▶ **YOUR ASSIGNMENT**
Below are some records; each one is to be set down again exactly.
===== RECORDS SHOWN
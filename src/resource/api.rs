//! Orchestrator API seam
//!
//! [`ResourceApi`] is everything the controller needs from the cluster: a
//! list-then-watch session, the two finalizer patches and a credential
//! refresh. [`KubeResourceApi`] implements it for built-in cluster-scoped
//! kinds such as `Namespace`.

use std::fmt::Debug;
use std::marker::PhantomData;

use async_trait::async_trait;
use futures::future;
use futures::stream::{BoxStream, StreamExt};
use k8s_openapi::ClusterResourceScope;
use kube::{
    api::{Api, Patch, PatchParams},
    runtime::watcher,
    Resource,
};
use serde::de::DeserializeOwned;
use serde_json::{json, Value};
use tracing::{debug, info};

use super::client::{ClientHandle, CredentialSource};
use super::{ResourceSnapshot, WatchEvent};
use crate::error::{Error, Result};

/// Field manager recorded on every patch this controller issues
pub const FIELD_MANAGER: &str = "namespace-finalizer";

#[async_trait]
pub trait ResourceApi: Send + Sync {
    /// Start a new session: current resources first, then live changes.
    ///
    /// Any error item ends the session; the stream must not be polled after it.
    async fn watch(&self) -> BoxStream<'static, Result<WatchEvent>>;

    /// Append `marker` to the finalizers of the snapshot's resource.
    ///
    /// Fails with [`Error::Conflict`] if the stored object changed since the
    /// snapshot was taken.
    async fn add_finalizer(&self, resource: &ResourceSnapshot, marker: &str) -> Result<()>;

    /// Remove `marker` from the resource. No-op if it is already gone.
    async fn remove_finalizer(&self, name: &str, marker: &str) -> Result<()>;

    /// Rebuild the authenticated client from its credential source
    async fn refresh_credentials(&self) -> Result<()>;
}

/// Finalizer list with `marker` appended once and duplicates dropped
pub(crate) fn with_marker(finalizers: &[String], marker: &str) -> Vec<String> {
    let mut merged: Vec<String> = Vec::with_capacity(finalizers.len() + 1);
    for finalizer in finalizers.iter().map(String::as_str).chain([marker]) {
        if !merged.iter().any(|f| f == finalizer) {
            merged.push(finalizer.to_string());
        }
    }
    merged
}

/// JSON merge patch adding the marker, guarded by the snapshot's resourceVersion
pub(crate) fn add_finalizer_patch(resource: &ResourceSnapshot, marker: &str) -> Value {
    let mut metadata = json!({ "finalizers": with_marker(&resource.finalizers, marker) });
    if let Some(version) = &resource.resource_version {
        metadata["resourceVersion"] = Value::String(version.clone());
    }
    json!({ "metadata": metadata })
}

/// Strategic merge patch deleting exactly one entry from the finalizer list
///
/// See the `$deleteFromPrimitiveList` directive of strategic merge patch.
pub(crate) fn remove_finalizer_patch(marker: &str) -> Value {
    json!({
        "metadata": {
            "$deleteFromPrimitiveList/finalizers": [marker]
        }
    })
}

fn patch_error(operation: &'static str, name: &str, err: kube::Error) -> Error {
    match err {
        kube::Error::Api(ref response) if response.code == 409 => Error::Conflict {
            name: name.to_string(),
        },
        other => Error::PatchError {
            operation,
            name: name.to_string(),
            message: other.to_string(),
        },
    }
}

/// [`ResourceApi`] backed by the Kubernetes API server
///
/// Marker removal uses a strategic merge patch, which the API server only
/// accepts for built-in kinds. Custom resources answer it with 415.
pub struct KubeResourceApi<K> {
    handle: ClientHandle,
    source: CredentialSource,
    _kind: PhantomData<fn() -> K>,
}

impl<K> KubeResourceApi<K> {
    pub fn new(handle: ClientHandle, source: CredentialSource) -> Self {
        Self {
            handle,
            source,
            _kind: PhantomData,
        }
    }
}

impl<K> KubeResourceApi<K>
where
    K: Resource<Scope = ClusterResourceScope> + Clone + DeserializeOwned + Debug,
    K::DynamicType: Default,
{
    async fn api(&self) -> Api<K> {
        Api::all(self.handle.snapshot().await)
    }
}

fn into_watch_event<K: Resource>(event: watcher::Event<K>) -> Option<WatchEvent> {
    match event {
        watcher::Event::InitApply(obj) => Some(WatchEvent::added(ResourceSnapshot::from_meta(
            obj.meta(),
        ))),
        watcher::Event::Apply(obj) => Some(WatchEvent::modified(ResourceSnapshot::from_meta(
            obj.meta(),
        ))),
        watcher::Event::Delete(obj) => Some(WatchEvent::deleted(ResourceSnapshot::from_meta(
            obj.meta(),
        ))),
        watcher::Event::Init => {
            debug!("Relist started");
            None
        }
        watcher::Event::InitDone => {
            debug!("Relist complete");
            None
        }
    }
}

#[async_trait]
impl<K> ResourceApi for KubeResourceApi<K>
where
    K: Resource<Scope = ClusterResourceScope>
        + Clone
        + DeserializeOwned
        + Debug
        + Send
        + Sync
        + 'static,
    K::DynamicType: Default,
{
    async fn watch(&self) -> BoxStream<'static, Result<WatchEvent>> {
        watcher(self.api().await, watcher::Config::default())
            .filter_map(|item| {
                future::ready(match item {
                    Ok(event) => into_watch_event(event).map(Ok),
                    Err(e) => Some(Err(Error::from(e))),
                })
            })
            .boxed()
    }

    async fn add_finalizer(&self, resource: &ResourceSnapshot, marker: &str) -> Result<()> {
        let patch = add_finalizer_patch(resource, marker);
        self.api()
            .await
            .patch(
                &resource.name,
                &PatchParams::apply(FIELD_MANAGER),
                &Patch::Merge(&patch),
            )
            .await
            .map_err(|e| patch_error("add", &resource.name, e))?;
        Ok(())
    }

    async fn remove_finalizer(&self, name: &str, marker: &str) -> Result<()> {
        let patch = remove_finalizer_patch(marker);
        match self
            .api()
            .await
            .patch(
                name,
                &PatchParams::apply(FIELD_MANAGER),
                &Patch::Strategic(&patch),
            )
            .await
        {
            Ok(_) => Ok(()),
            Err(kube::Error::Api(response)) if response.code == 404 => {
                debug!("{} already gone, nothing to remove", name);
                Ok(())
            }
            Err(e) => Err(patch_error("remove", name, e)),
        }
    }

    async fn refresh_credentials(&self) -> Result<()> {
        info!("Refreshing credentials from {:?}", self.source);
        let client = self.source.load().await?;
        self.handle.replace(client).await;
        Ok(())
    }
}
==========
▶ **WRITTEN ANSWER**
filename src/resource/api.rs
//! Orchestrator API seam
//!
//! [`ResourceApi`] is everything the controller needs from the cluster: a
//! list-then-watch session, the two finalizer patches and a credential
//! refresh. [`KubeResourceApi`] implements it for built-in cluster-scoped
//! kinds such as `Namespace`.

use std::fmt::Debug;
use std::marker::PhantomData;

use async_trait::async_trait;
use futures::future;
use futures::stream::{BoxStream, StreamExt};
use k8s_openapi::ClusterResourceScope;
use kube::{
    api::{Api, Patch, PatchParams},
    runtime::watcher,
    Resource,
};
use serde::de::DeserializeOwned;
use serde_json::{json, Value};
use tracing::{debug, info};

use super::client::{ClientHandle, CredentialSource};
use super::{ResourceSnapshot, WatchEvent};
use crate::error::{Error, Result};

/// Field manager recorded on every patch this controller issues
pub const FIELD_MANAGER: &str = "namespace-finalizer";

#[async_trait]
pub trait ResourceApi: Send + Sync {
    /// Start a new session: current resources first, then live changes.
    ///
    /// Any error item ends the session; the stream must not be polled after it.
    async fn watch(&self) -> BoxStream<'static, Result<WatchEvent>>;

    /// Append `marker` to the finalizers of the snapshot's resource.
    ///
    /// Fails with [`Error::Conflict`] if the stored object changed since the
    /// snapshot was taken.
    async fn add_finalizer(&self, resource: &ResourceSnapshot, marker: &str) -> Result<()>;

    /// Remove `marker` from the resource. No-op if it is already gone.
    async fn remove_finalizer(&self, name: &str, marker: &str) -> Result<()>;

    /// Rebuild the authenticated client from its credential source
    async fn refresh_credentials(&self) -> Result<()>;
}

/// Finalizer list with `marker` appended once and duplicates dropped
pub(crate) fn with_marker(finalizers: &[String], marker: &str) -> Vec<String> {
    let mut merged: Vec<String> = Vec::with_capacity(finalizers.len() + 1);
    for finalizer in finalizers.iter().map(String::as_str).chain([marker]) {
        if !merged.iter().any(|f| f == finalizer) {
            merged.push(finalizer.to_string());
        }
    }
    merged
}

/// JSON merge patch adding the marker, guarded by the snapshot's resourceVersion
pub(crate) fn add_finalizer_patch(resource: &ResourceSnapshot, marker: &str) -> Value {
    let mut metadata = json!({ "finalizers": with_marker(&resource.finalizers, marker) });
    if let Some(version) = &resource.resource_version {
        metadata["resourceVersion"] = Value::String(version.clone());
    }
    json!({ "metadata": metadata })
}

/// Strategic merge patch deleting exactly one entry from the finalizer list
///
/// See the `$deleteFromPrimitiveList` directive of strategic merge patch.
pub(crate) fn remove_finalizer_patch(marker: &str) -> Value {
    json!({
        "metadata": {
            "$deleteFromPrimitiveList/finalizers": [marker]
        }
    })
}

fn patch_error(operation: &'static str, name: &str, err: kube::Error) -> Error {
    match err {
        kube::Error::Api(ref response) if response.code == 409 => Error::Conflict {
            name: name.to_string(),
        },
        other => Error::PatchError {
            operation,
            name: name.to_string(),
            message: other.to_string(),
        },
    }
}

/// [`ResourceApi`] backed by the Kubernetes API server
///
/// Marker removal uses a strategic merge patch, which the API server only
/// accepts for built-in kinds. Custom resources answer it with 415.
pub struct KubeResourceApi<K> {
    handle: ClientHandle,
    source: CredentialSource,
    _kind: PhantomData<fn() -> K>,
}

impl<K> KubeResourceApi<K> {
    pub fn new(handle: ClientHandle, source: CredentialSource) -> Self {
        Self {
            handle,
            source,
            _kind: PhantomData,
        }
    }
}

impl<K> KubeResourceApi<K>
where
    K: Resource<Scope = ClusterResourceScope> + Clone + DeserializeOwned + Debug,
    K::DynamicType: Default,
{
    async fn api(&self) -> Api<K> {
        Api::all(self.handle.snapshot().await)
    }
}

fn into_watch_event<K: Resource>(event: watcher::Event<K>) -> Option<WatchEvent> {
    match event {
        watcher::Event::InitApply(obj) => Some(WatchEvent::added(ResourceSnapshot::from_meta(
            obj.meta(),
        ))),
        watcher::Event::Apply(obj) => Some(WatchEvent::modified(ResourceSnapshot::from_meta(
            obj.meta(),
        ))),
        watcher::Event::Delete(obj) => Some(WatchEvent::deleted(ResourceSnapshot::from_meta(
            obj.meta(),
        ))),
        watcher::Event::Init => {
            debug!("Relist started");
            None
        }
        watcher::Event::InitDone => {
            debug!("Relist complete");
            None
        }
    }
}

#[async_trait]
impl<K> ResourceApi for KubeResourceApi<K>
where
    K: Resource<Scope = ClusterResourceScope>
        + Clone
        + DeserializeOwned
        + Debug
        + Send
        + Sync
        + 'static,
    K::DynamicType: Default,
{
    async fn watch(&self) -> BoxStream<'static, Result<WatchEvent>> {
        watcher(self.api().await, watcher::Config::default())
            .filter_map(|item| {
                future::ready(match item {
                    Ok(event) => into_watch_event(event).map(Ok),
                    Err(e) => Some(Err(Error::from(e))),
                })
            })
            .boxed()
    }

    async fn add_finalizer(&self, resource: &ResourceSnapshot, marker: &str) -> Result<()> {
        let patch = add_finalizer_patch(resource, marker);
        self.api()
            .await
            .patch(
                &resource.name,
                &PatchParams::apply(FIELD_MANAGER),
                &Patch::Merge(&patch),
            )
            .await
            .map_err(|e| patch_error("add", &resource.name, e))?;
        Ok(())
    }

    async fn remove_finalizer(&self, name: &str, marker: &str) -> Result<()> {
        let patch = remove_finalizer_patch(marker);
        match self
            .api()
            .await
            .patch(
                name,
                &PatchParams::apply(FIELD_MANAGER),
                &Patch::Strategic(&patch),
            )
            .await
        {
            Ok(_) => Ok(()),
            Err(kube::Error::Api(response)) if response.code == 404 => {
                debug!("{} already gone, nothing to remove", name);
                Ok(())
            }
            Err(e) => Err(patch_error("remove", name, e)),
        }
    }

    async fn refresh_credentials(&self) -> Result<()> {
        info!("Refreshing credentials from {:?}", self.source);
        let client = self.source.load().await?;
        self.handle.replace(client).await;
        Ok(())
    }
}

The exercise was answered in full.